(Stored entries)
____________________

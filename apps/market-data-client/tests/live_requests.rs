//! Live Request/Reply Integration Tests
//!
//! Drives the live client against in-memory request channels answered by a
//! scripted data service.

#![allow(clippy::unwrap_used, clippy::expect_used)]

use std::sync::Arc;

use chrono::{DateTime, TimeZone, Utc};
use parking_lot::Mutex;
use rust_decimal_macros::dec;

use market_data_client::application::ports::{
    DataSerializer, InstrumentSerializer, RequestOutcome, TransportError,
};
use market_data_client::application::protocol::{
    DataRequest, DataResponse, DataType, ResponseMetadata,
};
use market_data_client::infrastructure::transport::{
    InMemoryRequestChannel, InMemorySubscriberChannel,
};
use market_data_client::infrastructure::wire::JsonCodec;
use market_data_client::{
    BarType, Codecs, DataClient, DataClientError, HandlerRef, Instrument, LiveChannels,
    LiveClientConfig, LiveClock, LiveDataClient, Symbol, Tick, Venue,
};

fn day(d: u32) -> DateTime<Utc> {
    Utc.with_ymd_and_hms(2020, 1, d, 0, 0, 0).unwrap()
}

fn eurusd() -> Symbol {
    "EUR/USD.FXCM".parse().unwrap()
}

fn recorded_ticks() -> Vec<Tick> {
    (0..3)
        .map(|i| Tick {
            symbol: eurusd(),
            bid: dec!(1.1000) + rust_decimal::Decimal::new(i, 4),
            ask: dec!(1.1002) + rust_decimal::Decimal::new(i, 4),
            bid_size: dec!(1000000),
            ask_size: dec!(1000000),
            timestamp: day(1) + chrono::Duration::minutes(i),
        })
        .collect()
}

fn eurusd_instrument() -> Instrument {
    Instrument {
        symbol: eurusd(),
        quote_currency: "USD".to_string(),
        price_precision: 5,
        size_precision: 0,
        tick_size: dec!(0.00001),
        lot_size: dec!(1000),
    }
}

/// Scripted data service speaking JSON.
fn data_service(request: &[u8]) -> DataResponse {
    let codec = JsonCodec::new();
    let request: DataRequest = serde_json::from_slice(request).unwrap();
    let correlation_id = request.id;
    let query = request.query;

    match (query.data_type, query.symbol.as_deref()) {
        (DataType::Tick, Some("EUR/USD.FXCM")) => DataResponse::Data {
            correlation_id,
            metadata: ResponseMetadata {
                symbol: query.symbol.clone(),
                ..ResponseMetadata::default()
            },
            data: recorded_ticks()
                .iter()
                .map(|tick| codec.serialize_tick(tick).unwrap())
                .collect(),
        },
        (DataType::Tick, Some("GBP/USD.FXCM")) => DataResponse::Data {
            correlation_id,
            metadata: ResponseMetadata {
                symbol: Some("EUR/USD.FXCM".to_string()),
                ..ResponseMetadata::default()
            },
            data: Vec::new(),
        },
        (DataType::Instruments, _) => DataResponse::Data {
            correlation_id,
            metadata: ResponseMetadata {
                venue: query.venue.clone(),
                ..ResponseMetadata::default()
            },
            data: vec![codec.serialize_instrument(&eurusd_instrument()).unwrap()],
        },
        (_, symbol) => DataResponse::Rejected {
            correlation_id,
            reason: format!("unknown symbol {symbol:?}"),
        },
    }
}

struct Harness {
    client: LiveDataClient,
    tick_requests: Arc<InMemoryRequestChannel>,
    instrument_subscriber: Arc<InMemorySubscriberChannel>,
}

fn harness_with(
    responder: impl Fn(&[u8]) -> DataResponse + Clone + Send + Sync + 'static,
) -> Harness {
    let answer = move |bytes: &[u8]| -> Result<Vec<u8>, TransportError> {
        Ok(serde_json::to_vec(&responder(bytes)).unwrap())
    };
    let tick_requests = Arc::new(InMemoryRequestChannel::new(
        "mem://tick-requests",
        answer.clone(),
    ));
    let instrument_subscriber = Arc::new(InMemorySubscriberChannel::new("mem://instruments"));

    let channels = LiveChannels {
        tick_requests: tick_requests.clone(),
        tick_subscriber: Arc::new(InMemorySubscriberChannel::new("mem://ticks")),
        bar_requests: Arc::new(InMemoryRequestChannel::new("mem://bar-requests", answer.clone())),
        bar_subscriber: Arc::new(InMemorySubscriberChannel::new("mem://bars")),
        instrument_requests: Arc::new(InMemoryRequestChannel::new(
            "mem://instrument-requests",
            answer,
        )),
        instrument_subscriber: instrument_subscriber.clone(),
    };
    let client = LiveDataClient::new(
        LiveClientConfig::default(),
        channels,
        Codecs::json(),
        Arc::new(LiveClock),
    )
    .unwrap();

    Harness {
        client,
        tick_requests,
        instrument_subscriber,
    }
}

async fn connected() -> Harness {
    let harness = harness_with(data_service);
    harness.client.connect().await.unwrap();
    harness
}

#[tokio::test]
async fn tick_request_round_trip_preserves_service_order() {
    let harness = connected().await;
    let received = Arc::new(Mutex::new(Vec::new()));
    let sink = Arc::clone(&received);

    let outcome = harness
        .client
        .request_ticks(
            &eurusd(),
            Some(day(1)),
            Some(day(2)),
            0,
            Box::new(move |ticks| sink.lock().extend(ticks)),
        )
        .await
        .unwrap();

    assert_eq!(outcome, RequestOutcome::Delivered { count: 3 });
    assert_eq!(*received.lock(), recorded_ticks());

    let sent: DataRequest = serde_json::from_slice(&harness.tick_requests.requests()[0]).unwrap();
    assert_eq!(sent.query.symbol.as_deref(), Some("EUR/USD.FXCM"));
    assert_eq!(sent.query.from, Some(day(1)));
    assert_eq!(sent.query.to, Some(day(2)));
    assert_eq!(sent.query.limit, None);
}

#[tokio::test]
async fn rejection_skips_callback_and_reports_outcome() {
    let harness = connected().await;
    let calls = Arc::new(Mutex::new(0));
    let counter = Arc::clone(&calls);
    let unknown: Symbol = "XAU/USD.FXCM".parse().unwrap();

    let outcome = harness
        .client
        .request_ticks(&unknown, None, None, 0, Box::new(move |_| *counter.lock() += 1))
        .await
        .unwrap();

    assert!(matches!(outcome, RequestOutcome::Rejected { .. }));
    assert_eq!(*calls.lock(), 0);
}

#[tokio::test]
async fn rejected_instrument_request_is_not_an_error() {
    let harness = connected().await;
    let unknown: Symbol = "XAU/USD.FXCM".parse().unwrap();

    let outcome = harness
        .client
        .request_instrument(&unknown, Box::new(|_| panic!("callback must not run")))
        .await
        .unwrap();

    assert!(matches!(outcome, RequestOutcome::Rejected { ref reason } if reason.contains("XAU")));
}

#[tokio::test]
async fn negative_limit_sends_nothing() {
    let harness = connected().await;

    let result = harness
        .client
        .request_ticks(&eurusd(), None, None, -5, Box::new(|_| {}))
        .await;

    assert!(matches!(result, Err(DataClientError::InvalidArgument(_))));
    assert_eq!(harness.tick_requests.bytes_sent(), 0);
}

#[tokio::test]
async fn inverted_range_sends_nothing() {
    let harness = connected().await;

    let result = harness
        .client
        .request_ticks(&eurusd(), Some(day(2)), Some(day(1)), 0, Box::new(|_| {}))
        .await;

    assert!(matches!(result, Err(DataClientError::InvalidArgument(_))));
    assert!(harness.tick_requests.requests().is_empty());
}

#[tokio::test]
async fn reply_for_another_subject_is_an_error() {
    let harness = connected().await;
    let gbpusd: Symbol = "GBP/USD.FXCM".parse().unwrap();

    let result = harness
        .client
        .request_ticks(&gbpusd, None, None, 0, Box::new(|_| panic!("callback must not run")))
        .await;

    assert!(matches!(result, Err(DataClientError::SubjectMismatch { .. })));
}

/// Answers every request with an empty data reply carrying `metadata`.
fn empty_data_with(
    metadata: ResponseMetadata,
) -> impl Fn(&[u8]) -> DataResponse + Clone + Send + Sync + 'static {
    move |bytes: &[u8]| {
        let request: DataRequest = serde_json::from_slice(bytes).unwrap();
        DataResponse::Data {
            correlation_id: request.id,
            metadata: metadata.clone(),
            data: Vec::new(),
        }
    }
}

#[tokio::test]
async fn tick_reply_without_symbol_is_an_error() {
    let harness = harness_with(empty_data_with(ResponseMetadata::default()));
    harness.client.connect().await.unwrap();

    let result = harness
        .client
        .request_ticks(&eurusd(), None, None, 0, Box::new(|_| panic!("callback must not run")))
        .await;

    assert!(matches!(
        result,
        Err(DataClientError::MissingSubject { ref expected, field: "symbol" })
            if expected == "EUR/USD.FXCM"
    ));
}

#[tokio::test]
async fn bar_reply_without_specification_is_an_error() {
    let harness = harness_with(empty_data_with(ResponseMetadata {
        symbol: Some("EUR/USD.FXCM".to_string()),
        ..ResponseMetadata::default()
    }));
    harness.client.connect().await.unwrap();
    let bar_type: BarType = "EUR/USD.FXCM-1-MINUTE-BID".parse().unwrap();

    let result = harness
        .client
        .request_bars(&bar_type, None, None, 0, Box::new(|_, _| panic!("callback must not run")))
        .await;

    assert!(matches!(
        result,
        Err(DataClientError::MissingSubject { field: "specification", .. })
    ));
}

#[tokio::test]
async fn reply_for_another_request_is_an_error() {
    let harness = harness_with(|bytes| {
        let _: DataRequest = serde_json::from_slice(bytes).unwrap();
        DataResponse::Rejected {
            correlation_id: uuid::Uuid::nil(),
            reason: "stale".to_string(),
        }
    });
    harness.client.connect().await.unwrap();

    let result = harness
        .client
        .request_ticks(&eurusd(), None, None, 0, Box::new(|_| {}))
        .await;

    assert!(matches!(result, Err(DataClientError::CorrelationMismatch { .. })));
}

#[tokio::test]
async fn requests_before_connect_fail() {
    let harness = harness_with(data_service);

    let result = harness
        .client
        .request_ticks(&eurusd(), None, None, 0, Box::new(|_| {}))
        .await;

    assert!(matches!(result, Err(DataClientError::Transport(_))));
}

#[tokio::test]
async fn update_instruments_reaches_subscribed_handlers() {
    let harness = connected().await;
    let seen = Arc::new(Mutex::new(Vec::new()));
    let sink = Arc::clone(&seen);
    harness
        .client
        .subscribe_instrument(
            &eurusd(),
            HandlerRef::new(move |instrument: &Instrument| sink.lock().push(instrument.clone())),
        )
        .await
        .unwrap();
    assert_eq!(
        harness.instrument_subscriber.subscribed_topics(),
        vec!["EUR/USD.FXCM".to_string()]
    );

    let outcome = harness
        .client
        .update_instruments(&Venue::new("FXCM").unwrap())
        .await
        .unwrap();
    // Queue barrier: snapshot is answered after the instrument commands.
    harness.client.subscribed_instruments().await.unwrap();

    assert_eq!(outcome, RequestOutcome::Delivered { count: 1 });
    assert_eq!(*seen.lock(), vec![eurusd_instrument()]);
}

____________________

● **Exercise**:
The required answer is each line of the entries containing the string "Mutex".

● **Written reply**:
use parking_lot::Mutex;
    let received = Arc::new(Mutex::new(Vec::new()));
    let calls = Arc::new(Mutex::new(0));
    let seen = Arc::new(Mutex::new(Vec::new()));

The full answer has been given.